# PROBLEM DETAILS:
Print, exactly as they appear in the listing below, the lines from the line with "every call. Missing" to the line with "let payload = serde_json::to_vec(&SendMessagePayload", with both end lines kept.

# THE INPUT:

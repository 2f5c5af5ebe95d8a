//! Optional YAML configuration file.
//!
//! Everything here can also be supplied on the command line; the file
//! exists so a cron-driven deployment doesn't have to repeat flags. CLI
//! flags win over file values, file values win over built-in defaults.
//!
//! ```yaml
//! api_url: https://hirtukor-api.example.com
//! language: hu
//! ```

use serde::Deserialize;
use std::error::Error;
use tracing::info;

use crate::locale::Language;

/// Default API base used when neither the CLI nor a config file names one.
pub const DEFAULT_API_URL: &str = "http://localhost:8000";

/// Values readable from the config file. All fields optional.
#[derive(Debug, Clone, Default, Deserialize)]
pub struct ClientConfig {
    /// Base URL of the summary API.
    pub api_url: Option<String>,
    /// Default digest language.
    pub language: Option<Language>,
}

/// Load a config file from `path`.
///
/// # Errors
///
/// Returns an error if the file cannot be read or is not valid YAML. An
/// explicitly named config file that fails to load is a hard error rather
/// than a silent fallback.
pub fn load_config(path: &str) -> Result<ClientConfig, Box<dyn Error>> {
    let text = std::fs::read_to_string(path)?;
    let config: ClientConfig = serde_yaml::from_str(&text)?;
    info!(path, "Loaded configuration");
    Ok(config)
}

#[cfg(test)]
mod tests {
    use super::*;

    #[test]
    fn test_parse_full_config() {
        let yaml = "api_url: https://api.example.com\nlanguage: en\n";
        let config: ClientConfig = serde_yaml::from_str(yaml).unwrap();
        assert_eq!(config.api_url.as_deref(), Some("https://api.example.com"));
        assert_eq!(config.language, Some(Language::En));
    }

    #[test]
    fn test_parse_empty_config() {
        let config: ClientConfig = serde_yaml::from_str("{}").unwrap();
        assert!(config.api_url.is_none());
        assert!(config.language.is_none());
    }

    #[test]
    fn test_unknown_language_is_an_error() {
        let result: Result<ClientConfig, _> = serde_yaml::from_str("language: de");
        assert!(result.is_err());
    }
}
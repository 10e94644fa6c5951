mod cli;
mod commands;
mod error;

use std::process;

use alert_channels::{AlertRequest, TelegramSettingsUpdate};
use clap::Parser;
use tracing::{Level, error};
use tracing_subscriber::{filter::EnvFilter, fmt, prelude::*};

use crate::{
    cli::{Args, Commands},
    commands::{CommandExecutor, default_config_path},
    error::Result,
};

#[tokio::main]
async fn main() {
    // Load .env before parsing so env-backed flags pick it up.
    dotenvy::dotenv().ok();

    let args = Args::parse();
    init_logging(args.verbose, args.quiet);

    if let Err(e) = run(args).await {
        error!("Application error: {}", e);
        eprintln!("Error: {}", e);
        process::exit(1);
    }
}

async fn run(args: Args) -> Result<()> {
    let config_path = args.config.unwrap_or_else(default_config_path);
    let executor = CommandExecutor::new(&config_path, &args.api_base)?;

    match args.command {
        Commands::Configure {
            bot_token,
            chat_id,
            enabled,
        } => {
            executor.configure(TelegramSettingsUpdate {
                bot_token,
                chat_id,
                enabled,
            })?;
            println!("✓ Telegram settings saved to {}", config_path.display());
        }

        Commands::Status { json } => {
            let report = executor.status();
            if json {
                println!("{}", serde_json::to_string_pretty(&report)?);
            } else {
                println!("{}", report.render());
            }
        }

        Commands::Send {
            message,
            media,
            event,
            force,
        } => {
            let alert = AlertRequest {
                message,
                media_path: media,
                event_type: event,
            };
            let method = executor.send(&alert, force).await?;
            println!("✓ Alert sent via {}", method);
        }
    }

    Ok(())
}

fn init_logging(verbose: bool, quiet: bool) {
    let filter = if quiet {
        EnvFilter::new("error")
    } else if verbose {
        EnvFilter::new("debug")
    } else {
        EnvFilter::from_default_env().add_directive(Level::INFO.into())
    };

    tracing_subscriber::registry()
        .with(filter)
        .with(fmt::layer().with_target(verbose).with_writer(std::io::stderr))
        .init();
}
impl TelegramChannel {
    /// Create a channel that talks to the public Bot API over `reqwest`.
    pub fn new(store: Arc<dyn SettingsStore>) -> Self {
        Self::with_transport(store, Arc::new(ReqwestTransport::new()))
    }

    pub fn with_transport(store: Arc<dyn SettingsStore>, transport: Arc<dyn HttpTransport>) -> Self {
        Self {
            store,
            transport,
            api_base: DEFAULT_API_BASE.to_string(),
        }
    }

    /// Point the channel at a different Bot API server.
    pub fn with_api_base(mut self, api_base: impl Into<String>) -> Self {
        self.api_base = api_base.into().trim_end_matches('/').to_string();
        self
    }

    pub fn api_base(&self) -> &str {
        &self.api_base
    }

    /// Overwrite the stored settings named in `update`.
    ///
    /// Values are stored as given; token and chat id formats are not checked.
    pub fn configure(&self, update: TelegramSettingsUpdate) -> Result<()> {
        if let Some(token) = &update.bot_token {
            self.store.set_telegram_bot_token(token)?;
        }
        if let Some(chat_id) = &update.chat_id {
            self.store.set_telegram_chat_id(chat_id)?;
        }
        if let Some(enabled) = update.enabled {
            self.store.set_telegram_enabled(enabled)?;
        }
        Ok(())
    }

    /// Send `alert` and return the Bot API method that accepted it.
    ///
    /// Credentials are re-read from the store on every call. Missing
    /// credentials fail before any network I/O, regardless of the enabled
    /// flag. A media path that is empty or does not exist falls back to a
    /// text message.
    pub async fn dispatch(&self, alert: &AlertRequest) -> Result<ApiMethod> {
        let settings = self.store.snapshot();
        if !settings.has_credentials() {
            return Err(Error::config("Telegram Bot Token or Chat ID not configured"));
        }

        match alert.existing_media() {
            Some(path) => {
                let method = alert.event_type.upload_method();
                self.send_file(&settings.bot_token, &settings.chat_id, &alert.message, path, method)
                    .await?;
                Ok(method)
            }
            None => {
                if alert.media_path.is_some() {
                    debug!(
                        path = ?alert.media_path,
                        "Media file missing, sending text alert instead"
                    );
                }
                self.send_text(&settings.bot_token, &settings.chat_id, &alert.message)
                    .await?;
                Ok(ApiMethod::SendMessage)
            }
        }
    }

    fn method_url(&self, token: &str, method: ApiMethod) -> String {
        format!("{}/bot{}/{}", self.api_base, token, method.as_str())
    }

    async fn send_text(&self, token: &str, chat_id: &str, text: &str) -> Result<()> {
        let method = ApiMethod::SendMessage;
        let payload = serde_json::to_vec(&SendMessagePayload { chat_id, text })
            .map_err(|e| Error::Transport {
                method,
                reason: format!("failed to encode payload: {e}"),
            })?;

        let request = HttpRequest {
            url: self.method_url(token, method),
            headers: vec![
                ("Content-Type", "application/json; charset=utf-8".to_string()),
                ("Accept", "application/json".to_string()),
            ],
            content_length: Some(payload.len() as u64),
            body: RequestBody::Bytes(Bytes::from(payload)),
        };

        let status = self
            .transport
            .post(request)
            .await
            .map_err(|e| transport_failure(method, e.0))?;
        check_status(method, status)?;

        debug!("Telegram message sent successfully");
        Ok(())
    }

    async fn send_file(
        &self,
        token: &str,
        chat_id: &str,
        caption: &str,
        path: &Path,
        method: ApiMethod,
    ) -> Result<()> {
        let file_access = |source: io::Error| Error::FileAccess {
            path: path.to_path_buf(),
            source,
        };

        let file = tokio::fs::File::open(path).await.map_err(file_access)?;
        let file_len = file.metadata().await.map_err(file_access)?.len();

        let part_name = method.part_name().unwrap_or("document");
        let file_name = path
            .file_name()
            .map(|name| name.to_string_lossy().into_owned())
            .unwrap_or_default();

        let mut body = MultipartBody::new(part_name, file_name).text("chat_id", chat_id);
        if !caption.is_empty() {
            body = body.text("caption", caption);
        }
        let content_type = body.content_type();
        let content_length = body.encoded_len(file_len);

        // Keep the original read error so it is not reported as a transport failure.
        let read_failure: Arc<Mutex<Option<io::Error>>> = Arc::default();
        let slot = Arc::clone(&read_failure);
        // Content-Length is fixed above; bytes appended after that are not sent.
        let stream = body.into_stream(file.take(file_len)).map_err(move |e| {
            let surfaced = io::Error::new(e.kind(), e.to_string());
            *slot.lock() = Some(e);
            surfaced
        });

        let request = HttpRequest {
            url: self.method_url(token, method),
            headers: vec![("Content-Type", content_type)],
            content_length: Some(content_length),
            body: RequestBody::Stream(Box::pin(stream)),
        };

        let status = match self.transport.post(request).await {
            Ok(status) => status,
            Err(e) => {
                if let Some(source) = read_failure.lock().take() {
                    warn!(method = %method, error = %source, "Reading media file failed mid-upload");
                    return Err(file_access(source));
                }
                return Err(transport_failure(method, e.0));
            }
        };
        check_status(method, status)?;

        debug!(method = %method, bytes = file_len, "Telegram file sent successfully");
        Ok(())
    }
}
//! `multipart/form-data` body encoder for Bot API file uploads.
//!
//! Text fields are written first, followed by a single file part whose
//! contents are streamed from any [`AsyncRead`] in fixed-size chunks, so the
//! file never has to be held in memory.

use bytes::{BufMut, Bytes, BytesMut};
use futures::{Stream, StreamExt, stream};
use tokio::io::AsyncRead;
use tokio_util::io::ReaderStream;
use uuid::Uuid;

/// Read size for the streamed file part.
pub const CHUNK_SIZE: usize = 4096;

const CRLF: &[u8] = b"\r\n";

/// A form body with ordered text fields and one trailing file part.
#[derive(Debug, Clone)]
pub struct MultipartBody {
    boundary: String,
    fields: Vec<(String, String)>,
    file_field: String,
    file_name: String,
}

impl MultipartBody {
    /// New body with a random boundary.
    ///
    /// `file_name` is sent as given, except that `"` and `\` are
    /// backslash-escaped and CR/LF are percent-encoded so the header line
    /// stays intact.
    pub fn new(file_field: impl Into<String>, file_name: impl Into<String>) -> Self {
        Self::with_boundary(random_boundary(), file_field, file_name)
    }

    pub fn with_boundary(
        boundary: impl Into<String>,
        file_field: impl Into<String>,
        file_name: impl Into<String>,
    ) -> Self {
        Self {
            boundary: boundary.into(),
            fields: Vec::new(),
            file_field: file_field.into(),
            file_name: file_name.into(),
        }
    }

    /// Append a plain text field. Fields are emitted in insertion order.
    pub fn text(mut self, name: impl Into<String>, value: impl Into<String>) -> Self {
        self.fields.push((name.into(), value.into()));
        self
    }

    pub fn boundary(&self) -> &str {
        &self.boundary
    }

    /// Value for the request's `Content-Type` header.
    pub fn content_type(&self) -> String {
        format!("multipart/form-data; boundary={}", self.boundary)
    }

    /// Exact encoded length for a file of `file_len` bytes.
    pub fn encoded_len(&self, file_len: u64) -> u64 {
        (self.head().len() + self.tail().len()) as u64 + file_len
    }

    /// Everything preceding the file bytes.
    fn head(&self) -> Bytes {
        let mut buf = BytesMut::new();
        for (name, value) in &self.fields {
            self.put_delimiter(&mut buf);
            buf.put_slice(
                format!(
                    "Content-Disposition: form-data; name=\"{}\"",
                    escape_quoted(name)
                )
                .as_bytes(),
            );
            buf.put_slice(CRLF);
            buf.put_slice(CRLF);
            buf.put_slice(value.as_bytes());
            buf.put_slice(CRLF);
        }

        self.put_delimiter(&mut buf);
        buf.put_slice(
            format!(
                "Content-Disposition: form-data; name=\"{}\"; filename=\"{}\"",
                escape_quoted(&self.file_field),
                escape_quoted(&self.file_name)
            )
            .as_bytes(),
        );
        buf.put_slice(CRLF);
        buf.put_slice(b"Content-Type: application/octet-stream");
        buf.put_slice(CRLF);
        buf.put_slice(CRLF);
        buf.freeze()
    }

    /// File part terminator and closing delimiter.
    fn tail(&self) -> Bytes {
        Bytes::from(format!("\r\n--{}--\r\n", self.boundary))
    }

    fn put_delimiter(&self, buf: &mut BytesMut) {
        buf.put_slice(b"--");
        buf.put_slice(self.boundary.as_bytes());
        buf.put_slice(CRLF);
    }

    /// Encode the body, pulling the file part from `reader`.
    pub fn into_stream<R>(self, reader: R) -> impl Stream<Item = std::io::Result<Bytes>> + Send + 'static
    where
        R: AsyncRead + Send + 'static,
    {
        let head = self.head();
        let tail = self.tail();

        stream::iter([Ok(head)])
            .chain(ReaderStream::with_capacity(reader, CHUNK_SIZE))
            .chain(stream::iter([Ok(tail)]))
    }
}

fn random_boundary() -> String {
    format!("---{}---", Uuid::new_v4().simple())
}

/// Escape the characters that would break a quoted header parameter.
fn escape_quoted(value: &str) -> String {
    value
        .replace('\\', "\\\\")
        .replace('"', "\\\"")
        .replace('\r', "%0D")
        .replace('\n', "%0A")
}
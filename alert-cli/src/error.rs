use thiserror::Error;

pub type Result<T> = std::result::Result<T, AppError>;

#[derive(Debug, Error)]
pub enum AppError {
    #[error(transparent)]
    Alert(#[from] alert_channels::Error),

    #[error("I/O error: {0}")]
    Io(#[from] std::io::Error),

    #[error("JSON error: {0}")]
    Json(#[from] serde_json::Error),

    #[error("Invalid input: {0}")]
    InvalidInput(String),
}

# COMPLETED TASK:
    /// Credentials are re-read from the store on every call. Missing
    /// credentials fail before any network I/O, regardless of the enabled
    /// flag. A media path that is empty or does not exist falls back to a
    /// text message.
    pub async fn dispatch(&self, alert: &AlertRequest) -> Result<ApiMethod> {
        let settings = self.store.snapshot();
        if !settings.has_credentials() {
            return Err(Error::config("Telegram Bot Token or Chat ID not configured"));
        }

        match alert.existing_media() {
            Some(path) => {
                let method = alert.event_type.upload_method();
                self.send_file(&settings.bot_token, &settings.chat_id, &alert.message, path, method)
                    .await?;
                Ok(method)
            }
            None => {
                if alert.media_path.is_some() {
                    debug!(
                        path = ?alert.media_path,
                        "Media file missing, sending text alert instead"
                    );
                }
                self.send_text(&settings.bot_token, &settings.chat_id, &alert.message)
                    .await?;
                Ok(ApiMethod::SendMessage)
            }
        }
    }

    fn method_url(&self, token: &str, method: ApiMethod) -> String {
        format!("{}/bot{}/{}", self.api_base, token, method.as_str())
    }

    async fn send_text(&self, token: &str, chat_id: &str, text: &str) -> Result<()> {
        let method = ApiMethod::SendMessage;
        let payload = serde_json::to_vec(&SendMessagePayload { chat_id, text })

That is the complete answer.